In meiner ersten Zeit als niedergelassener Hausarzt habe ich das als belastend empfunden. Die ländlichen Notdienstringe waren klein, meist nur eine Handvoll Ärzte, so dass man in der Woche ein- bis zweimal Nachtdienst und mindestens einmal im Monat dann durchgehend von Samstagmorgen bis Montagmorgen Wochenenddienst hatte. Privat- und Familienleben litten darunter sehr.
2003 haben Sie sich in Northeim bei der Gründung und dem Aufbau der ersten Bereitschaftsdienstpraxis im Landkreis engagiert.
Richtig. Die wurde von einem Verein betrieben, in dessen Vorstand ich bis zur Übergabe der Praxis an die DAEPN (Dienstleistungsgesellschaft für Ärzte-Psychotherapeuten Niedersachsen mbH) tätig war. Das war schon eine große Entlastung. Die aktuelle Reform des Fahrdienstes ist eine daraus resultierende konsequente Weiterentwicklung und Professionalisierung des Bereitschaftsdienstes, die ich zunächst hier in Göttingen-Northeim dann als Mitglied des Sicherstellungsausschusses begleiten und mitgestalten durfte.
Auch bei der Politik haben Sie für die aktuelle Reform geworben.

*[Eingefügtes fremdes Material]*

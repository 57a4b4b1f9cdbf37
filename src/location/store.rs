//! City stores: the writable provider.
//!
//! - [`PostgrestCityStore`]: hosted Postgres through its PostgREST endpoint.
//! - [`FileCityStore`]: a JSON file at `~/.wayfinder/cities.json`, for
//!   offline and local development use.

use super::providers::{blocking, country_matches, PersistentGazetteer};
use super::remote::{id_string, map_ureq};
use super::types::{Coordinates, Country, Location, LocationError, NewCity, SearchParams, SearchResult};
use async_trait::async_trait;
use serde::{Deserialize, Serialize};
use std::fs;
use std::io;
use std::path::{Path, PathBuf};
use std::sync::{Arc, Mutex, MutexGuard};
use std::time::Duration;

/// A row of the `cities` table.
#[derive(Serialize, Deserialize, Debug, Clone)]
struct CityRow {
    #[serde(skip_serializing_if = "serde_json::Value::is_null", default)]
    id: serde_json::Value,
    name: String,
    country: String,
    #[serde(default)]
    state: Option<String>,
    #[serde(default)]
    latitude: Option<f64>,
    #[serde(default)]
    longitude: Option<f64>,
    #[serde(default)]
    is_popular: bool,
    #[serde(default)]
    population: Option<u64>,
}

impl CityRow {
    fn from_new(city: &NewCity, id: serde_json::Value) -> Self {
        Self {
            id,
            name: city.name.trim().to_string(),
            country: city.country.trim().to_string(),
            state: city.state.clone(),
            latitude: city.coordinates.map(|c| c.lat),
            longitude: city.coordinates.map(|c| c.lng),
            is_popular: city.is_popular,
            population: city.population,
        }
    }

    fn to_location(&self) -> Location {
        let coordinates = match (self.latitude, self.longitude) {
            (Some(lat), Some(lng)) => Some(Coordinates { lat, lng }),
            _ => None,
        };
        Location {
            id: id_string(&self.id),
            name: self.name.clone(),
            country: self.country.clone(),
            state: self.state.clone(),
            coordinates,
            is_popular: self.is_popular,
            population: self.population,
        }
    }
}

// ─── PostgREST store ────────────────────────────────────────────

const REST_TIMEOUT: Duration = Duration::from_secs(10);

/// City store backed by a hosted Postgres `cities` / `countries` schema.
#[derive(Clone)]
pub struct PostgrestCityStore {
    agent: ureq::Agent,
    rest_url: String,
    api_key: String,
}

impl PostgrestCityStore {
    /// `project_url` is the project root (e.g. `https://abc.supabase.co`).
    pub fn new(project_url: &str, api_key: &str) -> Self {
        let agent = ureq::AgentBuilder::new().timeout(REST_TIMEOUT).build();
        Self {
            agent,
            rest_url: format!("{}/rest/v1", project_url.trim_end_matches('/')),
            api_key: api_key.to_string(),
        }
    }

    fn table(&self, method: &str, table: &str) -> ureq::Request {
        self.agent
            .request(method, &format!("{}/{}", self.rest_url, table))
            .set("apikey", &self.api_key)
            .set("Authorization", &format!("Bearer {}", self.api_key))
    }

    async fn fetch_rows(&self, req: ureq::Request) -> Result<Vec<CityRow>, LocationError> {
        blocking(move || {
            req.call()
                .map_err(map_ureq)?
                .into_json::<Vec<CityRow>>()
                .map_err(|e| LocationError::InvalidResponse(e.to_string()))
        })
        .await
    }
}

/// Strip characters PostgREST treats as pattern or filter syntax. `None`
/// when nothing is left to match on.
fn ilike_pattern(query: &str) -> Option<String> {
    let cleaned: String = query
        .chars()
        .filter(|c| !matches!(c, '*' | '%' | ',' | '(' | ')'))
        .collect();
    (!cleaned.is_empty()).then(|| format!("*{}*", cleaned))
}

/// Total row count from a `Content-Range: 0-9/57` header.
fn content_range_total(header: Option<&str>) -> Option<usize> {
    header?.rsplit('/').next()?.parse().ok()
}

#[async_trait]
impl PersistentGazetteer for PostgrestCityStore {
    async fn search(&self, params: &SearchParams) -> Result<SearchResult, LocationError> {
        let Some(pattern) = ilike_pattern(&params.query) else {
            return Ok(SearchResult::empty());
        };
        let mut req = self
            .table("GET", "cities")
            .set("Prefer", "count=exact")
            .query("select", "*")
            .query("name", &format!("ilike.{}", pattern))
            .query("order", "is_popular.desc,name.asc")
            .query("limit", &params.limit.to_string());
        if !params.country.trim().is_empty() {
            req = req.query("country", &format!("eq.{}", params.country.trim()));
        }

        let limit = params.limit;
        blocking(move || {
            let response = req.call().map_err(map_ureq)?;
            let total_header = content_range_total(response.header("Content-Range"));
            let rows: Vec<CityRow> = response
                .into_json()
                .map_err(|e| LocationError::InvalidResponse(e.to_string()))?;
            let locations: Vec<Location> = rows.iter().map(CityRow::to_location).collect();
            let total = total_header.unwrap_or(locations.len());
            Ok(SearchResult { has_more: total > limit, total, locations })
        })
        .await
    }

    async fn popular_cities(&self, country: &str) -> Result<Vec<Location>, LocationError> {
        let mut req = self
            .table("GET", "cities")
            .query("select", "*")
            .query("is_popular", "eq.true")
            .query("order", "name.asc");
        if !country.trim().is_empty() {
            req = req.query("country", &format!("eq.{}", country.trim()));
        }
        let rows = self.fetch_rows(req).await?;
        Ok(rows.iter().map(CityRow::to_location).collect())
    }

    async fn countries(&self) -> Result<Vec<Country>, LocationError> {
        let req = self
            .table("GET", "countries")
            .query("select", "code,name")
            .query("order", "name.asc");
        blocking(move || {
            req.call()
                .map_err(map_ureq)?
                .into_json::<Vec<Country>>()
                .map_err(|e| LocationError::InvalidResponse(e.to_string()))
        })
        .await
    }

    async fn by_id(&self, id: &str) -> Result<Option<Location>, LocationError> {
        let req = self
            .table("GET", "cities")
            .query("select", "*")
            .query("id", &format!("eq.{}", id))
            .query("limit", "1");
        let rows = self.fetch_rows(req).await?;
        Ok(rows.first().map(CityRow::to_location))
    }

    async fn add_city(&self, city: &NewCity) -> Result<Option<Location>, LocationError> {
        let row = CityRow::from_new(city, serde_json::Value::Null);
        let req = self
            .table("POST", "cities")
            .set("Prefer", "return=representation");
        blocking(move || {
            let rows: Vec<CityRow> = req
                .send_json(&row)
                .map_err(map_ureq)?
                .into_json()
                .map_err(|e| LocationError::InvalidResponse(e.to_string()))?;
            Ok(rows.first().map(CityRow::to_location))
        })
        .await
    }

    async fn update_popularity(&self, id: &str, is_popular: bool) -> Result<bool, LocationError> {
        let req = self
            .table("PATCH", "cities")
            .set("Prefer", "return=representation")
            .query("id", &format!("eq.{}", id));
        blocking(move || {
            let rows: Vec<CityRow> = req
                .send_json(serde_json::json!({ "is_popular": is_popular }))
                .map_err(map_ureq)?
                .into_json()
                .map_err(|e| LocationError::InvalidResponse(e.to_string()))?;
            Ok(!rows.is_empty())
        })
        .await
    }
}

// ─── File store ─────────────────────────────────────────────────

#[derive(Serialize, Deserialize, Default, Debug, Clone)]
struct StoreFile {
    #[serde(default)]
    countries: Vec<Country>,
    #[serde(default)]
    cities: Vec<CityRow>,
}

/// JSON-file city store.
///
/// Writers take `writer` for the whole write, build the next state from a
/// copy, save it on the blocking pool and only then swap it in. Readers
/// never see a state that is not on disk.
#[derive(Clone)]
pub struct FileCityStore {
    path: PathBuf,
    data: Arc<Mutex<StoreFile>>,
    writer: Arc<tokio::sync::Mutex<()>>,
}

impl FileCityStore {
    /// Load from the default location (~/.wayfinder/cities.json).
    pub fn load() -> Result<Self, LocationError> {
        Self::load_from(Self::default_path())
    }

    /// Load from a specific path. A missing file starts empty; a file that
    /// exists but cannot be read or parsed is an error.
    pub fn load_from(path: PathBuf) -> Result<Self, LocationError> {
        let data = Self::read_file(&path)?;
        Ok(Self {
            path,
            data: Arc::new(Mutex::new(data)),
            writer: Arc::new(tokio::sync::Mutex::new(())),
        })
    }

    pub fn default_path() -> PathBuf {
        dirs::home_dir()
            .unwrap_or_else(|| PathBuf::from("."))
            .join(".wayfinder")
            .join("cities.json")
    }

    fn read_file(path: &Path) -> Result<StoreFile, LocationError> {
        match fs::read_to_string(path) {
            Ok(data) => serde_json::from_str(&data).map_err(|e| {
                LocationError::Store(format!("{} is not a valid city store: {}", path.display(), e))
            }),
            Err(e) if e.kind() == io::ErrorKind::NotFound => Ok(StoreFile::default()),
            Err(e) => Err(e.into()),
        }
    }

    fn lock(&self) -> MutexGuard<'_, StoreFile> {
        self.data.lock().unwrap_or_else(|e| e.into_inner())
    }

    /// Save `next` to disk, then make it the live state.
    async fn commit(&self, next: StoreFile) -> Result<(), LocationError> {
        let path = self.path.clone();
        let next = blocking(move || {
            write_file(&path, &next)?;
            Ok(next)
        })
        .await?;
        *self.lock() = next;
        Ok(())
    }

    fn next_id(cities: &[CityRow]) -> Result<String, LocationError> {
        let max = cities
            .iter()
            .filter_map(|c| id_string(&c.id).strip_prefix("city-")?.parse::<u64>().ok())
            .max()
            .unwrap_or(0);
        let next = max
            .checked_add(1)
            .ok_or_else(|| LocationError::Store("city id space exhausted".into()))?;
        Ok(format!("city-{}", next))
    }

    /// Number of stored cities.
    pub fn len(&self) -> usize {
        self.lock().cities.len()
    }

    pub fn is_empty(&self) -> bool {
        self.len() == 0
    }
}

fn write_file(path: &Path, data: &StoreFile) -> Result<(), LocationError> {
    if let Some(parent) = path.parent() {
        fs::create_dir_all(parent)?;
    }
    let json = serde_json::to_string_pretty(data).map_err(|e| LocationError::Store(e.to_string()))?;
    fs::write(path, json)?;
    Ok(())
}

fn popular_then_name(a: &CityRow, b: &CityRow) -> std::cmp::Ordering {
    b.is_popular.cmp(&a.is_popular).then_with(|| a.name.cmp(&b.name))
}

#[async_trait]
impl PersistentGazetteer for FileCityStore {
    async fn search(&self, params: &SearchParams) -> Result<SearchResult, LocationError> {
        let q = params.query.to_lowercase();
        let data = self.lock();
        let mut rows: Vec<&CityRow> = data
            .cities
            .iter()
            .filter(|c| country_matches(&params.country, &c.country, None))
            .filter(|c| c.name.to_lowercase().contains(&q))
            .collect();
        rows.sort_by(|a, b| popular_then_name(a, b));
        let all: Vec<Location> = rows.into_iter().map(CityRow::to_location).collect();
        Ok(SearchResult::page(&all, params.limit))
    }

    async fn popular_cities(&self, country: &str) -> Result<Vec<Location>, LocationError> {
        let data = self.lock();
        let mut rows: Vec<&CityRow> = data
            .cities
            .iter()
            .filter(|c| c.is_popular && country_matches(country, &c.country, None))
            .collect();
        rows.sort_by(|a, b| a.name.cmp(&b.name));
        Ok(rows.into_iter().map(CityRow::to_location).collect())
    }

    async fn countries(&self) -> Result<Vec<Country>, LocationError> {
        let mut countries = self.lock().countries.clone();
        countries.sort_by(|a, b| a.name.cmp(&b.name));
        Ok(countries)
    }

    async fn by_id(&self, id: &str) -> Result<Option<Location>, LocationError> {
        let data = self.lock();
        Ok(data.cities.iter().find(|c| id_string(&c.id) == id).map(CityRow::to_location))
    }

    async fn add_city(&self, city: &NewCity) -> Result<Option<Location>, LocationError> {
        if city.name.trim().is_empty() || city.country.trim().is_empty() {
            return Err(LocationError::Store("city name and country are required".into()));
        }
        let _writer = self.writer.lock().await;

        let (next, row) = {
            let data = self.lock();
            // Re-adding the same city is a no-op that returns the existing row.
            if let Some(existing) = data.cities.iter().find(|c| {
                c.name.eq_ignore_ascii_case(city.name.trim())
                    && c.country.eq_ignore_ascii_case(city.country.trim())
                    && c.state == city.state
            }) {
                return Ok(Some(existing.to_location()));
            }
            let id = Self::next_id(&data.cities)?;
            let row = CityRow::from_new(city, serde_json::Value::String(id));
            let mut next = data.clone();
            next.cities.push(row.clone());
            (next, row)
        };

        self.commit(next).await?;
        Ok(Some(row.to_location()))
    }

    async fn update_popularity(&self, id: &str, is_popular: bool) -> Result<bool, LocationError> {
        let _writer = self.writer.lock().await;

        let next = {
            let mut next = self.lock().clone();
            let Some(row) = next.cities.iter_mut().find(|c| id_string(&c.id) == id) else {
                return Ok(false);
            };
            row.is_popular = is_popular;
            next
        };

        self.commit(next).await?;
        Ok(true)
    }
}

Im Vorfeld der Umsetzung war ich in Northeim in den Sozialausschuss des Landkreises geladen worden, da einige Bürgermeister der Region aufgescheucht waren, nachdem sie von den geplanten Änderungen im Bereitschaftsdienst erfahren hatten. Sie befürchteten eine Verschlechterung der Versorgung und gingen auf die Barrikaden. Hier schließt sich der Kreis zum Foto meines Urgroßvaters. Ich habe das Bild präsentiert und dem auch leicht auf Krawall gebürsteten Sozialausschuss und den Bürgermeistern erklärt, dass dies mein Urgroßvater sei, der mit seinem privaten PKW und seiner Arzttasche nachts über die Dörfer fuhr, und dass sich an diesem Zustand seit 1909 faktisch bis heute nichts geändert hat – und auch ich noch so wie er, wenn auch mit einem moderneren Auto, nachts mit meiner Tasche unterwegs bin. Ich habe gefragt, ob sie sich vorstellen könnten und trauen würden, sich heute in einem Krankenhaus in einem OP operieren zu lassen, der auf dem Stand von 1909 verblieben ist. Das Bild haben sie verstanden.